→ **ACTIVITY**:
The entries should be written out again exactly as they read.

→ **DATASET EXCERPTS**:
____________

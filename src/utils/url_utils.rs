//! URL validation utilities.

/// Check if a URL is valid
#[must_use]
pub fn is_valid_url(url: &str) -> bool {
    if url.is_empty() {
        return false;
    }

    // Skip data URLs, javascript URLs, and other non-http schemes
    if url.starts_with("data:") || url.starts_with("javascript:") || url.starts_with("mailto:") {
        return false;
    }

    match url::Url::parse(url) {
        Ok(parsed) => {
            matches!(parsed.scheme(), "http" | "https")
        }
        Err(_) => false,
    }
}

/// Extract the registrable host from a URL, lowercased, for use as a rate-limiter
/// or compliance-cache key.
#[must_use]
pub fn host_key(url: &str) -> Option<String> {
    url::Url::parse(url)
        .ok()
        .and_then(|u| u.host_str().map(str::to_lowercase))
}

#[cfg(test)]
mod tests {
    use super::*;

    #[test]
    fn accepts_http_and_https() {
        assert!(is_valid_url("https://example.gov/tenders"));
        assert!(is_valid_url("http://example.gov/tenders"));
    }

    #[test]
    fn rejects_non_http_schemes() {
        assert!(!is_valid_url("javascript:alert(1)"));
        assert!(!is_valid_url("data:text/plain;base64,aGk="));
        assert!(!is_valid_url("mailto:a@b.com"));
        assert!(!is_valid_url(""));
    }

    #[test]
    fn host_key_lowercases() {
        assert_eq!(
            host_key("https://Example.GOV/x").as_deref(),
            Some("example.gov")
        );
        assert_eq!(host_key("not a url"), None);
    }
}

____________

→ **ANSWER**:
filename src/utils/url_utils.rs
//! URL validation utilities.

/// Check if a URL is valid
#[must_use]
pub fn is_valid_url(url: &str) -> bool {
    if url.is_empty() {
        return false;
    }

    // Skip data URLs, javascript URLs, and other non-http schemes
    if url.starts_with("data:") || url.starts_with("javascript:") || url.starts_with("mailto:") {
        return false;
    }

    match url::Url::parse(url) {
        Ok(parsed) => {
            matches!(parsed.scheme(), "http" | "https")
        }
        Err(_) => false,
    }
}

/// Extract the registrable host from a URL, lowercased, for use as a rate-limiter
/// or compliance-cache key.
#[must_use]
pub fn host_key(url: &str) -> Option<String> {
    url::Url::parse(url)
        .ok()
        .and_then(|u| u.host_str().map(str::to_lowercase))
}

#[cfg(test)]
mod tests {
    use super::*;

    #[test]
    fn accepts_http_and_https() {
        assert!(is_valid_url("https://example.gov/tenders"));
        assert!(is_valid_url("http://example.gov/tenders"));
    }

    #[test]
    fn rejects_non_http_schemes() {
        assert!(!is_valid_url("javascript:alert(1)"));
        assert!(!is_valid_url("data:text/plain;base64,aGk="));
        assert!(!is_valid_url("mailto:a@b.com"));
        assert!(!is_valid_url(""));
    }

    #[test]
    fn host_key_lowercases() {
        assert_eq!(
            host_key("https://Example.GOV/x").as_deref(),
            Some("example.gov")
        );
        assert_eq!(host_key("not a url"), None);
    }
}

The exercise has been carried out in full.